**** INFORMATION PROVIDED

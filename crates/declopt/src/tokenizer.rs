//! getopt-style tokenization of argv.
//!
//! A [`Tokenizer`] turns raw arguments into a normalized stream: every option
//! as `-c` or `--name`, each followed by its value when it takes one, then a
//! `--` marker and all non-option arguments in their original order.

use crate::error::SyntaxError;
use crate::registry::{OptionDef, Registry};

/// End-of-options marker.
pub const END_OF_OPTIONS: &str = "--";

/// Something that can split argv the way `getopt --longoptions` does.
///
/// `short_spec` is a getopt short string (`"ho:v"`), `long_spec` lists long
/// names with a trailing `:` for those taking a value.
pub trait Tokenizer {
    fn tokenize(
        &self,
        short_spec: &str,
        long_spec: &[String],
        argv: &[String],
    ) -> Result<Vec<String>, SyntaxError>;
}

/// GNU getopt compatible tokenizer (permuting, long-prefix abbreviation).
#[derive(Debug, Clone, Copy, Default)]
pub struct GetoptLong;

impl Tokenizer for GetoptLong {
    fn tokenize(
        &self,
        short_spec: &str,
        long_spec: &[String],
        argv: &[String],
    ) -> Result<Vec<String>, SyntaxError> {
        let shorts = parse_short_spec(short_spec);
        let longs: Vec<(&str, bool)> = long_spec
            .iter()
            .map(|l| match l.strip_suffix(':') {
                Some(name) => (name, true),
                None => (l.as_str(), false),
            })
            .collect();

        let mut options = Vec::new();
        let mut positionals = Vec::new();

        let mut i = 0usize;
        while i < argv.len() {
            let arg = argv[i].as_str();

            if arg == END_OF_OPTIONS {
                positionals.extend(argv[i + 1..].iter().cloned());
                break;
            }

            if let Some(body) = arg.strip_prefix("--") {
                let (name, inline) = match body.split_once('=') {
                    Some((name, value)) => (name, Some(value)),
                    None => (body, None),
                };
                let (long, takes_value) = resolve_long(&longs, name)?;
                let flag = format!("--{long}");

                if takes_value {
                    let value = match inline {
                        Some(v) => v.to_string(),
                        None => {
                            i += 1;
                            argv.get(i)
                                .cloned()
                                .ok_or_else(|| SyntaxError::MissingArgument(flag.clone()))?
                        }
                    };
                    options.push(flag);
                    options.push(value);
                } else if inline.is_some() {
                    return Err(SyntaxError::UnexpectedArgument(flag));
                } else {
                    options.push(flag);
                }
                i += 1;
                continue;
            }

            if arg.len() > 1 && arg.starts_with('-') {
                // Bundled shorts: -abc, -ofile, -o file
                let cluster = &arg[1..];
                for (idx, c) in cluster.char_indices() {
                    let flag = format!("-{c}");
                    let Some(&(_, takes_value)) = shorts.iter().find(|(s, _)| *s == c) else {
                        return Err(SyntaxError::UnrecognizedOption(flag));
                    };
                    if !takes_value {
                        options.push(flag);
                        continue;
                    }

                    let rest = &cluster[idx + c.len_utf8()..];
                    let value = if rest.is_empty() {
                        i += 1;
                        argv.get(i)
                            .cloned()
                            .ok_or_else(|| SyntaxError::MissingArgument(flag.clone()))?
                    } else {
                        rest.to_string()
                    };
                    options.push(flag);
                    options.push(value);
                    break;
                }
                i += 1;
                continue;
            }

            positionals.push(arg.to_string());
            i += 1;
        }

        options.push(END_OF_OPTIONS.to_string());
        options.extend(positionals);
        Ok(options)
    }
}

fn parse_short_spec(spec: &str) -> Vec<(char, bool)> {
    let mut out: Vec<(char, bool)> = Vec::new();
    for c in spec.chars() {
        match (c, out.last_mut()) {
            (':', Some((_, takes_value))) => *takes_value = true,
            (':', None) => {}
            (c, _) => out.push((c, false)),
        }
    }
    out
}

fn resolve_long<'s>(longs: &[(&'s str, bool)], name: &str) -> Result<(&'s str, bool), SyntaxError> {
    if let Some(&exact) = longs.iter().find(|(l, _)| *l == name) {
        return Ok(exact);
    }
    let candidates: Vec<(&str, bool)> = if name.is_empty() {
        Vec::new()
    } else {
        longs
            .iter()
            .copied()
            .filter(|(l, _)| l.starts_with(name))
            .collect()
    };
    match candidates.as_slice() {
        [] => Err(SyntaxError::UnrecognizedOption(format!("--{name}"))),
        [only] => Ok(*only),
        many => Err(SyntaxError::Ambiguous {
            option: format!("--{name}"),
            candidates: many.iter().map(|(l, _)| format!("--{l}")).collect(),
        }),
    }
}

/// getopt specs derived from a registry.
#[derive(Debug, Clone, PartialEq, Eq)]
pub struct GetoptSpec {
    pub short: String,
    pub long: Vec<String>,
}

impl GetoptSpec {
    pub fn from_registry(registry: &Registry) -> Self {
        let short = registry
            .shorts()
            .map(|(c, def)| {
                if def.takes_value() {
                    format!("{c}:")
                } else {
                    c.to_string()
                }
            })
            .collect();
        let long = registry
            .iter()
            .map(|def| {
                if def.takes_value() {
                    format!("{}:", def.name())
                } else {
                    def.name().to_string()
                }
            })
            .collect();
        Self { short, long }
    }
}

/// Token stream split at the end-of-options marker.
#[derive(Debug, Clone, Default, PartialEq, Eq)]
pub struct Resolved {
    /// Options, each followed by its value if it takes one.
    pub options: Vec<String>,
    pub positionals: Vec<String>,
}

/// Run `tokenizer` with specs built from `registry` and split its output.
///
/// The marker is the first `--` that is not the value of a preceding option,
/// so `--sep=--` and `-s --` keep their value.
pub fn resolve(
    tokenizer: &dyn Tokenizer,
    registry: &Registry,
    argv: &[String],
) -> Result<Resolved, SyntaxError> {
    let spec = GetoptSpec::from_registry(registry);
    tracing::trace!(short = %spec.short, long = ?spec.long, "tokenizing arguments");
    let tokens = tokenizer.tokenize(&spec.short, &spec.long, argv)?;

    let mut options = Vec::new();
    let mut tokens = tokens.into_iter();
    while let Some(token) = tokens.next() {
        if token == END_OF_OPTIONS {
            return Ok(Resolved {
                options,
                positionals: tokens.by_ref().collect(),
            });
        }
        let takes_value = option_takes_value(registry, &token);
        options.push(token);
        if takes_value {
            options.extend(tokens.next());
        }
    }
    Ok(Resolved {
        options,
        positionals: Vec::new(),
    })
}

fn option_takes_value(registry: &Registry, token: &str) -> bool {
    let def = match token.strip_prefix("--") {
        Some(long) => registry.get(long),
        None => {
            let mut chars = token.strip_prefix('-').unwrap_or(token).chars();
            match (chars.next(), chars.next()) {
                (Some(short), None) => registry
                    .resolve_short(short)
                    .and_then(|name| registry.get(name)),
                _ => None,
            }
        }
    };
    def.is_some_and(OptionDef::takes_value)
}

********

:: TASK PROMPT ::
Which lines above hold the string "bool"? Copy every one of them.

:: WRITTEN RESPONSE ::
        let longs: Vec<(&str, bool)> = long_spec
fn parse_short_spec(spec: &str) -> Vec<(char, bool)> {
    let mut out: Vec<(char, bool)> = Vec::new();
fn resolve_long<'s>(longs: &[(&'s str, bool)], name: &str) -> Result<(&'s str, bool), SyntaxError> {
    let candidates: Vec<(&str, bool)> = if name.is_empty() {
fn option_takes_value(registry: &Registry, token: &str) -> bool {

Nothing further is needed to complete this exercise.